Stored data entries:
_ _ _ _ _
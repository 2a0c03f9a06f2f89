//! Fleet Dashboard Component
//!
//! Filter dropdown, debounced search, the location table and the page
//! selector. Loads on mount and whenever the filter or the settled search
//! text changes.

use std::collections::HashSet;

use leptos::prelude::*;
use leptos_debounce::use_debounced;

use crate::components::{CustomPagination, DropdownMenu, HeaderTitle, LocationTable, SearchInput};
use crate::context::use_dashboard;
use crate::controller::LocationListStateStoreFields;
use crate::models::LocationFilter;

/// Log lines shown under a failed load.
const LOG_TAIL_LINES: usize = 20;

fn recent_log_tail() -> String {
    let lines = console_logger::recent_lines();
    let start = lines.len().saturating_sub(LOG_TAIL_LINES);
    lines[start..].join("\n")
}

#[component]
pub fn FleetDashboard() -> impl IntoView {
    let ctx = use_dashboard();
    let store = ctx.store;

    let filter = Memo::new(move |_| store.filter().get());
    let search_query = Memo::new(move |_| store.search_query().get());
    let debounced_search = use_debounced(search_query, ctx.search_debounce_ms);

    // Load on mount and whenever the filter or the settled search changes
    Effect::new(move |_| {
        let filter = filter.get();
        let search = debounced_search.get();
        log::debug!("[APP] Reloading for filter={} search={:?}", filter, search);
        ctx.load(search);
    });

    let page = Memo::new(move |_| store.with(|state| state.page_view()));
    let all_active = Memo::new(move |_| store.with(|state| state.all_active()));
    let pending_stars = Memo::new(move |_| {
        store
            .pending_star_writes()
            .with(|pending| pending.keys().copied().collect::<HashSet<u32>>())
    });
    let loading = Memo::new(move |_| store.loading().get());
    let last_error = Memo::new(move |_| store.last_error().get());

    let filter_options: Vec<String> = LocationFilter::ALL
        .iter()
        .map(|filter| filter.label().to_string())
        .collect();

    view! {
        <div class="fleet-dashboard">
            <HeaderTitle text="Your Fleet" font_size="24px" font_weight="bold" />
            <div class="dashboard-header">
                <DropdownMenu
                    options=filter_options
                    value=Signal::derive(move || filter.get().label().to_string())
                    on_change=move |label: String| {
                        if let Some(filter) = LocationFilter::from_label(&label) {
                            ctx.set_filter(filter);
                        }
                    }
                />
                <SearchInput
                    placeholder="Search robot or location"
                    on_search=move |query: String| ctx.set_search_query(query)
                />
            </div>

            {move || last_error.get().map(|message| view! {
                <div class="error-banner">
                    <span>{message}</span>
                    <button class="retry-btn" on:click=move |_| ctx.retry()>"Retry"</button>
                    <details class="error-details">
                        <summary>"Details"</summary>
                        <pre>{recent_log_tail()}</pre>
                    </details>
                </div>
            })}

            {move || if loading.get() {
                view! { <p class="loading">"Loading..."</p> }.into_any()
            } else {
                view! {
                    <LocationTable
                        rows=Signal::derive(move || page.get().rows)
                        all_active=all_active
                        pending_stars=pending_stars
                        on_toggle_all=move |_: ()| ctx.toggle_active_all()
                        on_toggle_active=move |id: u32| ctx.toggle_active(id)
                        on_toggle_star=move |id: u32| ctx.toggle_star(id)
                        on_open=move |id: u32| log::info!("[APP] Open location {}", id)
                        on_assign_robot=move |id: u32| log::info!("[APP] Assign robot to location {}", id)
                    />
                    <Show when=move || page.with(|page| page.is_empty_result())>
                        <p class="no-results">"No results"</p>
                    </Show>
                    <CustomPagination
                        page_count=Signal::derive(move || page.with(|page| page.page_count))
                        page=Signal::derive(move || page.with(|page| page.current_page))
                        on_change=move |number: usize| ctx.set_page(number)
                    />
                }.into_any()
            }}
        </div>
    }
}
_ _ _ _ _
Action item: Nothing in the records should be altered when they are written out again.

Written reply:
repository 2a0c03f9a06f2f89
//! Fleet Dashboard Component
//!
//! Filter dropdown, debounced search, the location table and the page
//! selector. Loads on mount and whenever the filter or the settled search
//! text changes.

use std::collections::HashSet;

use leptos::prelude::*;
use leptos_debounce::use_debounced;

use crate::components::{CustomPagination, DropdownMenu, HeaderTitle, LocationTable, SearchInput};
use crate::context::use_dashboard;
use crate::controller::LocationListStateStoreFields;
use crate::models::LocationFilter;

/// Log lines shown under a failed load.
const LOG_TAIL_LINES: usize = 20;

fn recent_log_tail() -> String {
    let lines = console_logger::recent_lines();
    let start = lines.len().saturating_sub(LOG_TAIL_LINES);
    lines[start..].join("\n")
}

#[component]
pub fn FleetDashboard() -> impl IntoView {
    let ctx = use_dashboard();
    let store = ctx.store;

    let filter = Memo::new(move |_| store.filter().get());
    let search_query = Memo::new(move |_| store.search_query().get());
    let debounced_search = use_debounced(search_query, ctx.search_debounce_ms);

    // Load on mount and whenever the filter or the settled search changes
    Effect::new(move |_| {
        let filter = filter.get();
        let search = debounced_search.get();
        log::debug!("[APP] Reloading for filter={} search={:?}", filter, search);
        ctx.load(search);
    });

    let page = Memo::new(move |_| store.with(|state| state.page_view()));
    let all_active = Memo::new(move |_| store.with(|state| state.all_active()));
    let pending_stars = Memo::new(move |_| {
        store
            .pending_star_writes()
            .with(|pending| pending.keys().copied().collect::<HashSet<u32>>())
    });
    let loading = Memo::new(move |_| store.loading().get());
    let last_error = Memo::new(move |_| store.last_error().get());

    let filter_options: Vec<String> = LocationFilter::ALL
        .iter()
        .map(|filter| filter.label().to_string())
        .collect();

    view! {
        <div class="fleet-dashboard">
            <HeaderTitle text="Your Fleet" font_size="24px" font_weight="bold" />
            <div class="dashboard-header">
                <DropdownMenu
                    options=filter_options
                    value=Signal::derive(move || filter.get().label().to_string())
                    on_change=move |label: String| {
                        if let Some(filter) = LocationFilter::from_label(&label) {
                            ctx.set_filter(filter);
                        }
                    }
                />
                <SearchInput
                    placeholder="Search robot or location"
                    on_search=move |query: String| ctx.set_search_query(query)
                />
            </div>

            {move || last_error.get().map(|message| view! {
                <div class="error-banner">
                    <span>{message}</span>
                    <button class="retry-btn" on:click=move |_| ctx.retry()>"Retry"</button>
                    <details class="error-details">
                        <summary>"Details"</summary>
                        <pre>{recent_log_tail()}</pre>
                    </details>
                </div>
            })}

            {move || if loading.get() {
                view! { <p class="loading">"Loading..."</p> }.into_any()
            } else {
                view! {
                    <LocationTable
                        rows=Signal::derive(move || page.get().rows)
                        all_active=all_active
                        pending_stars=pending_stars
                        on_toggle_all=move |_: ()| ctx.toggle_active_all()
                        on_toggle_active=move |id: u32| ctx.toggle_active(id)
                        on_toggle_star=move |id: u32| ctx.toggle_star(id)
                        on_open=move |id: u32| log::info!("[APP] Open location {}", id)
                        on_assign_robot=move |id: u32| log::info!("[APP] Assign robot to location {}", id)
                    />
                    <Show when=move || page.with(|page| page.is_empty_result())>
                        <p class="no-results">"No results"</p>
                    </Show>
                    <CustomPagination
                        page_count=Signal::derive(move || page.with(|page| page.page_count))
                        page=Signal::derive(move || page.with(|page| page.current_page))
                        on_change=move |number: usize| ctx.set_page(number)
                    />
                }.into_any()
            }}
        </div>
    }
}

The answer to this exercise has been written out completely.